> [TASK ITEM] Output the data word for word. Begin at its first line and end at the line with "text.chars()".

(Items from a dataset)
mod indentation {
    use super::*;

    static DEF: Lazy<Regex> = Lazy::new(|| {
        Regex::new(r"^(\s*)(?:async\s+)?def\s+([A-Za-z_]\w*)").expect("Invalid def regex")
    });
    static CLASS: Lazy<Regex> =
        Lazy::new(|| Regex::new(r"^(\s*)class\s+([A-Za-z_]\w*)").expect("Invalid class regex"));
    static DECORATOR: Lazy<Regex> =
        Lazy::new(|| Regex::new(r"^\s*@").expect("Invalid decorator regex"));

    fn indent_width(text: &str) -> usize {
        text.chars()
            .take_while(|c| *c == ' ' || *c == '\t')
            .map(|c| if c == '\t' { 4 } else { 1 })
            .sum()
    }

    /// Index of the last non-blank line indented deeper than `base`.
    fn block_end(lines: &[Line<'_>], def_idx: usize, base: usize) -> usize {
        let mut last = def_idx;
        for (j, line) in lines.iter().enumerate().skip(def_idx + 1) {
            if line.is_blank() {
                continue;
            }
            if indent_width(line.text) > base {
                last = j;
            } else {
                break;
            }
        }
        last
    }

    /// First line of the decorator run directly above `idx`.
    fn decorator_start(lines: &[Line<'_>], idx: usize, indent: usize) -> usize {
        let mut k = idx;
        while k > 0
            && DECORATOR.is_match(lines[k - 1].text)
            && indent_width(lines[k - 1].text) == indent
        {
            k -= 1;
        }
        k
    }

    /// Triple-quoted string starting on line `idx`, with the line it closes on.
    pub(super) fn triple_quoted(lines: &[Line<'_>], idx: usize) -> Option<(String, usize)> {
        let t = lines[idx].text.trim_start();
        let body = t.trim_start_matches(|c: char| matches!(c, 'r' | 'R' | 'u' | 'U' | 'b' | 'B'));
        let quote = ["\"\"\"", "'''"].into_iter().find(|q| body.starts_with(q))?;
        let mut parts = vec![body];
        let mut close = idx;
        if body[3..].contains(quote) {
            return strip_string_quotes(body).map(|doc| (doc, idx));
        }
        for (k, line) in lines.iter().enumerate().skip(idx + 1) {
            parts.push(line.text.trim());
            close = k;
            if line.text.contains(quote) {
                break;
            }
        }
        let joined = parts.join("\n");
        strip_string_quotes(&joined).map(|doc| (doc, close))
    }

    fn docstring(lines: &[Line<'_>], def_idx: usize, end_idx: usize, start_idx: usize) -> Option<String> {
        let first_body = (def_idx + 1..=end_idx).find(|&k| !lines[k].is_blank());
        first_body
            .and_then(|k| triple_quoted(lines, k))
            .map(|(doc, _)| doc)
            .or_else(|| comment_above(lines, start_idx, &["#"]))
    }

    pub(super) fn extract(src: &SourceText<'_>, lines: &[Line<'_>]) -> Extraction {
        let mut out = Extraction::default();
        let mut i = 0;
        while i < lines.len() {
            let text = lines[i].text;
            if let Some(caps) = CLASS.captures(text) {
                let base = indent_width(text);
                let end = block_end(lines, i, base);
                let start = decorator_start(lines, i, base);
                let name = caps[2].to_string();

                let mut class = src
                    .unit_clamped(UnitType::Class, &name, None, lines[start].start, lines[end].end())
                    .with_docstring(docstring(lines, i, end, start));
                class.children = methods(src, lines, i, end, base, &name);
                out.classes.push(class);
                i = end + 1;
            } else if let Some(caps) = DEF.captures(text) {
                let base = indent_width(text);
                let end = block_end(lines, i, base);
                let start = decorator_start(lines, i, base);
                let unit = src
                    .unit_clamped(UnitType::Function, &caps[2], None, lines[start].start, lines[end].end())
                    .with_docstring(docstring(lines, i, end, start));
                out.functions.push(unit);
                i = end + 1;
            } else {
                i += 1;
            }
        }
        out
    }

    fn methods(
        src: &SourceText<'_>,
        lines: &[Line<'_>],
        class_idx: usize,
        class_end: usize,
        class_indent: usize,
        class_name: &str,
    ) -> Vec<CodeUnit> {
        let mut methods = Vec::new();
        let mut j = class_idx + 1;
        while j <= class_end {
            let text = lines[j].text;
            let indent = indent_width(text);
            if CLASS.is_match(text) {
                j = block_end(lines, j, indent) + 1;
            } else if let Some(caps) = DEF.captures(text).filter(|_| indent > class_indent) {
                let end = block_end(lines, j, indent);
                let start = decorator_start(lines, j, indent);
                let unit = src
                    .unit_clamped(
                        UnitType::Method,
                        &caps[2],
                        Some(class_name),
                        lines[start].start,
                        lines[end].end(),
                    )
                    .with_docstring(docstring(lines, j, end, start));
                methods.push(unit);
                j = end + 1;
            } else {
                j += 1;
            }
        }
        methods
    }
}
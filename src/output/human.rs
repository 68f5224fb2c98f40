//! Plain-text rendering for the human output format.

use crate::diagram::Diagram;
use crate::ingest::{CodeUnit, ParsedFile};
use crate::pipeline::AnalysisSummary;

fn unit_line(unit: &CodeUnit, indent: &str) -> String {
    let doc = unit
        .docstring
        .as_deref()
        .and_then(|d| d.lines().next())
        .map(|first| format!("  # {}", first))
        .unwrap_or_default();
    format!(
        "{}{} {} [{}-{}]{}\n",
        indent,
        unit.unit_type.as_str(),
        unit.qualified_name,
        unit.line_start,
        unit.line_end,
        doc
    )
}

/// Unit tree of one file.
pub fn render_file(file: &ParsedFile) -> String {
    let mut out = format!(
        "{} ({}, {}, {} units)\n",
        file.file_path,
        file.language,
        file.strategy.as_str(),
        file.total_units()
    );
    if let Some(error) = &file.parse_error {
        out.push_str(&format!("  ! {}\n", error));
    }
    if let Some(doc) = file.module_doc.as_deref().and_then(|d| d.lines().next()) {
        out.push_str(&format!("  \"{}\"\n", doc));
    }
    for import in &file.imports {
        out.push_str(&format!("  import {}\n", import.name.lines().next().unwrap_or("")));
    }
    for unit in &file.functions {
        out.push_str(&unit_line(unit, "  "));
    }
    for class in &file.classes {
        out.push_str(&unit_line(class, "  "));
        for method in &class.children {
            out.push_str(&unit_line(method, "    "));
        }
    }
    out
}

pub fn render_summary(summary: &AnalysisSummary) -> String {
    let mut out = format!(
        "{} files, {} units ({} classes, {} functions/methods, {} imports)\n",
        summary.files, summary.total_units, summary.classes, summary.callables, summary.imports
    );
    let languages: Vec<String> = summary
        .languages
        .iter()
        .map(|(lang, n)| format!("{} {}", lang, n))
        .collect();
    if !languages.is_empty() {
        out.push_str(&format!("languages: {}\n", languages.join(", ")));
    }
    let strategies: Vec<String> = summary
        .strategies
        .iter()
        .map(|(s, n)| format!("{} {}", s, n))
        .collect();
    if !strategies.is_empty() {
        out.push_str(&format!("strategies: {}\n", strategies.join(", ")));
    }
    if summary.failed_parses > 0 {
        out.push_str(&format!("grammar failures: {}\n", summary.failed_parses));
    }
    out.push_str(&format!(
        "call edges: {}, import edges: {}, diagrams: {}\n",
        summary.call_edges, summary.import_edges, summary.diagrams
    ));
    out
}

pub fn render_diagrams(diagrams: &[Diagram]) -> String {
    diagrams
        .iter()
        .map(|d| format!("## {}\n\n{}\n\n{}", d.title, d.description, d.to_markdown()))
        .collect::<Vec<_>>()
        .join("\n")
}
use std::collections::HashMap;
use std::fmt::Debug;
use std::sync::{Arc, PoisonError, RwLock};

use crate::domain::instance::flavor::Flavor;
use crate::domain::utils::id::FlavorId;
use crate::error::{Error, Result};

/// Catalog of resource templates.
pub trait FlavorCatalog: Debug + Send + Sync {
    fn get_by_flavor_id(&self, flavor_id: &FlavorId) -> Result<Flavor>;
}

#[derive(Debug, Clone, Default)]
pub struct InMemoryFlavorCatalog {
    flavors: Arc<RwLock<HashMap<FlavorId, Flavor>>>,
}

impl InMemoryFlavorCatalog {
    pub fn new() -> Self {
        Self::default()
    }

    pub fn add(&self, flavor: Flavor) {
        self.flavors.write().unwrap_or_else(PoisonError::into_inner).insert(flavor.flavorid.clone(), flavor);
    }
}

impl FlavorCatalog for InMemoryFlavorCatalog {
    fn get_by_flavor_id(&self, flavor_id: &FlavorId) -> Result<Flavor> {
        self.flavors
            .read()
            .unwrap_or_else(PoisonError::into_inner)
            .get(flavor_id)
            .cloned()
            .ok_or_else(|| Error::not_found("Flavor", flavor_id))
    }
}
//! Collaborators the orchestrator talks to. Each is a trait injected at
//! construction, with an in-memory backend usable for tests and local runs.

pub mod compute_rpc;
pub mod conductor;
pub mod flavor_catalog;
pub mod image;
pub mod key_pair;
pub mod network;
pub mod security_group;
pub mod server_group;
pub mod service_group;
pub mod volume;
use crate::domain::quota::ledger::{QuotaDeltas, QuotaLedger, ReservationKey};
use crate::domain::utils::id::{ProjectId, UserId};
use crate::error::Result;

/// Handle to a pending ledger reservation.
///
/// `commit` and `rollback` consume the handle, so a reservation can be
/// terminated at most once. A handle dropped while still pending is rolled
/// back and reported as an error in the log.
#[derive(Debug)]
pub struct QuotaReservation {
    ledger: Option<QuotaLedger>,
    key: Option<ReservationKey>,
    token: String,
    deltas: QuotaDeltas,
    project_id: Option<ProjectId>,
    user_id: Option<UserId>,
}

impl QuotaReservation {
    pub(crate) fn new(
        ledger: QuotaLedger,
        key: ReservationKey,
        token: String,
        deltas: QuotaDeltas,
        project_id: ProjectId,
        user_id: Option<UserId>,
    ) -> Self {
        Self { ledger: Some(ledger), key: Some(key), token, deltas, project_id: Some(project_id), user_id }
    }

    /// A reservation that holds nothing; commit and rollback are no-ops.
    pub fn empty() -> Self {
        Self { ledger: None, key: None, token: String::new(), deltas: QuotaDeltas::new(), project_id: None, user_id: None }
    }

    pub fn is_empty(&self) -> bool {
        self.key.is_none()
    }

    pub fn token(&self) -> &str {
        &self.token
    }

    pub fn deltas(&self) -> &QuotaDeltas {
        &self.deltas
    }

    pub fn project_id(&self) -> Option<&ProjectId> {
        self.project_id.as_ref()
    }

    pub fn user_id(&self) -> Option<&UserId> {
        self.user_id.as_ref()
    }

    pub fn commit(mut self) -> Result<()> {
        match (self.ledger.take(), self.key.take()) {
            (Some(ledger), Some(key)) => ledger.commit_key(key),
            _ => Ok(()),
        }
    }

    /// Releases the hold. Failures are logged; there is nothing left for the
    /// caller to undo.
    pub fn rollback(mut self) {
        if let (Some(ledger), Some(key)) = (self.ledger.take(), self.key.take()) {
            if let Err(e) = ledger.rollback_key(key) {
                log::warn!("QuotaLedger: failed to roll back reservation {}: {}", self.token, e);
            }
        }
    }
}

impl Drop for QuotaReservation {
    fn drop(&mut self) {
        if let (Some(ledger), Some(key)) = (self.ledger.take(), self.key.take()) {
            log::error!(
                "QuotaLedger: reservation {} of project {:?} dropped without commit or rollback; rolling back",
                self.token,
                self.project_id
            );
            if let Err(e) = ledger.rollback_key(key) {
                log::warn!("QuotaLedger: failed to roll back reservation {}: {}", self.token, e);
            }
        }
    }
}

#[cfg(test)]
mod tests {
    use super::*;
    use crate::domain::config::QuotaLimits;
    use crate::domain::quota::resource::QuotaResource;

    #[test]
    fn dropped_reservation_is_rolled_back() {
        let ledger = QuotaLedger::new(&QuotaLimits::default(), 86400);
        let project = ProjectId::new("p1");
        let deltas: QuotaDeltas = [(QuotaResource::Instances, 2)].into_iter().collect();

        {
            let _reservation = ledger.reserve(&deltas, &project, None).unwrap();
            assert_eq!(ledger.usages(&project, None)[&QuotaResource::Instances].reserved, 2);
        }

        assert_eq!(ledger.pending_reservations(), 0);
        let usage = ledger.usages(&project, None)[&QuotaResource::Instances];
        assert_eq!((usage.in_use, usage.reserved), (0, 0));
    }

    #[test]
    fn empty_reservation_is_inert() {
        let reservation = QuotaReservation::empty();
        assert!(reservation.is_empty());
        assert!(reservation.commit().is_ok());
    }
}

> [RESULT BELOW]
mod indentation {
    use super::*;

    static DEF: Lazy<Regex> = Lazy::new(|| {
        Regex::new(r"^(\s*)(?:async\s+)?def\s+([A-Za-z_]\w*)").expect("Invalid def regex")
    });
    static CLASS: Lazy<Regex> =
        Lazy::new(|| Regex::new(r"^(\s*)class\s+([A-Za-z_]\w*)").expect("Invalid class regex"));
    static DECORATOR: Lazy<Regex> =
        Lazy::new(|| Regex::new(r"^\s*@").expect("Invalid decorator regex"));

    fn indent_width(text: &str) -> usize {
        text.chars()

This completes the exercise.